Worunter leidet dieser neue, deutsche Volkskörper derzeit
wirklich? Die misslungene "Operation" von damals tut ihnen leid. Indem also
Juden in Deutschland hofiert werden, sollen die alten Verbrechen unter
Löschkalk verschwinden. Obendrauf das neue Deutschland, mit glücklichen
Juden, und sogar solchen, die vor laufender Kamera erklären, es gäbe für sie
absolut keinen Grund, sich nicht als vollwertige Deutsche zu empfinden. Und
jene ließen sich nicht mittels "Auschwitzkeule" nach Israel jagen.
Jeder wisse doch, wie schwer der Neuanfang in Israel wäre.
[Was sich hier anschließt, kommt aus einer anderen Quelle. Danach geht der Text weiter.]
//! Attribute values exchanged between models.

use core::fmt;
use serde::{Deserialize, Serialize};
use std::collections::BTreeMap;

/// Name → value map used for declared attributes, step inputs and outputs.
///
/// Ordered so that iteration (and everything derived from it) is deterministic.
pub type AttrMap = BTreeMap<String, Value>;

/// A dynamically typed attribute value.
///
/// Deserializes untagged, so scenario files can write plain YAML scalars and
/// sequences. `Null` means "no value".
#[derive(Debug, Clone, PartialEq, Default, Serialize, Deserialize)]
#[serde(untagged)]
pub enum Value {
    #[default]
    Null,
    Bool(bool),
    Int(i64),
    Float(f64),
    Text(String),
    List(Vec<Value>),
}

impl Value {
    pub fn is_null(&self) -> bool {
        matches!(self, Value::Null)
    }

    pub fn is_list(&self) -> bool {
        matches!(self, Value::List(_))
    }

    /// Numeric view; integers widen to `f64`.
    pub fn as_f64(&self) -> Option<f64> {
        match self {
            Value::Float(v) => Some(*v),
            Value::Int(v) => Some(*v as f64),
            _ => None,
        }
    }

    pub fn as_i64(&self) -> Option<i64> {
        match self {
            Value::Int(v) => Some(*v),
            _ => None,
        }
    }

    pub fn as_bool(&self) -> Option<bool> {
        match self {
            Value::Bool(v) => Some(*v),
            _ => None,
        }
    }

    pub fn as_str(&self) -> Option<&str> {
        match self {
            Value::Text(v) => Some(v),
            _ => None,
        }
    }

    pub fn as_list(&self) -> Option<&[Value]> {
        match self {
            Value::List(v) => Some(v),
            _ => None,
        }
    }
}

impl fmt::Display for Value {
    fn fmt(&self, f: &mut fmt::Formatter<'_>) -> fmt::Result {
        match self {
            Value::Null => Ok(()),
            Value::Bool(v) => write!(f, "{}", v),
            Value::Int(v) => write!(f, "{}", v),
            Value::Float(v) => write!(f, "{}", v),
            Value::Text(v) => write!(f, "{}", v),
            Value::List(items) => {
                write!(f, "[")?;
                for (i, item) in items.iter().enumerate() {
                    if i > 0 {
                        write!(f, ", ")?;
                    }
                    write!(f, "{}", item)?;
                }
                write!(f, "]")
            }
        }
    }
}

impl From<f64> for Value {
    fn from(v: f64) -> Self {
        Value::Float(v)
    }
}

impl From<i64> for Value {
    fn from(v: i64) -> Self {
        Value::Int(v)
    }
}

impl From<bool> for Value {
    fn from(v: bool) -> Self {
        Value::Bool(v)
    }
}

impl From<&str> for Value {
    fn from(v: &str) -> Self {
        Value::Text(v.to_string())
    }
}

impl From<String> for Value {
    fn from(v: String) -> Self {
        Value::Text(v)
    }
}

impl<T: Into<Value>> From<Vec<T>> for Value {
    fn from(items: Vec<T>) -> Self {
        Value::List(items.into_iter().map(Into::into).collect())
    }
}

#[cfg(test)]
mod tests {
    use super::*;

    #[test]
    fn numeric_view_widens_ints() {
        assert_eq!(Value::Int(3).as_f64(), Some(3.0));
        assert_eq!(Value::Float(0.5).as_f64(), Some(0.5));
        assert_eq!(Value::Text("x".into()).as_f64(), None);
    }

    #[test]
    fn yaml_scalars_map_to_variants() {
        let v: Value = serde_yaml::from_str("1").unwrap();
        assert_eq!(v, Value::Int(1));
        let v: Value = serde_yaml::from_str("1.5").unwrap();
        assert_eq!(v, Value::Float(1.5));
        let v: Value = serde_yaml::from_str("true").unwrap();
        assert_eq!(v, Value::Bool(true));
        let v: Value = serde_yaml::from_str("~").unwrap();
        assert_eq!(v, Value::Null);
        let v: Value = serde_yaml::from_str("[1, 2.5, a]").unwrap();
        assert_eq!(
            v,
            Value::List(vec![Value::Int(1), Value::Float(2.5), Value::Text("a".into())])
        );
    }

    #[test]
    fn display_lists() {
        let v = Value::from(vec![1.0, 2.0]);
        assert_eq!(v.to_string(), "[1, 2]");
        assert_eq!(Value::Null.to_string(), "");
    }
}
Das soziale Netz, wie in Deutschland, ist dort unbekannt. Die Araber
versuchen nebenbei unablässig sich ihrer Nachbaren zu erwehren. Ganz anders
Deutschland! Die Deutschen haben ihre Liebe zu Juden entdeckt. Sie haben
inzwischen auch damit aufgehört, uns Auschwitz zu verzeihen, um sich mit
einer gewissen Normalität in der Beziehung zu befassen. Denn, der gerechte
Kampf der Juden in Israel, die Empörung gegen den Terrorismus, in einigen
Bereichen auch die Kritik an israelischer Politik, und nun, endlich, das
Wiedererwachen rechtsradikaler Parteien - das Verhältnis der Deutschen zu
ihren Juden hat sich völlig entkrampft. Diese Normalität wissen die Juden in
Deutschland zu schätzen.
Erklärt ein Jude in Deutschland einem ebensolchen, er
würde demnächst das Land verlassen, um seiner Bestimmung gerecht zu werden
und sich in Israel nieder zu lassen, so erntet er nicht nur Bewunderung,
sondern eher Verwunderung und mitleidige Blicke. Bei der Hitze, bei der
Arbeitslosigkeit, bei der Bedrohung durch die Nachbarn diesen Herd des
Philosemitismus aufzugeben, dazu fehlt vielen, die sich das anhören, das
Verständnis. "Keine Angst, der rechte Sumpf wird bald von selbst
austrocknen- an eigener Unfähigkeit zugrunde gehen".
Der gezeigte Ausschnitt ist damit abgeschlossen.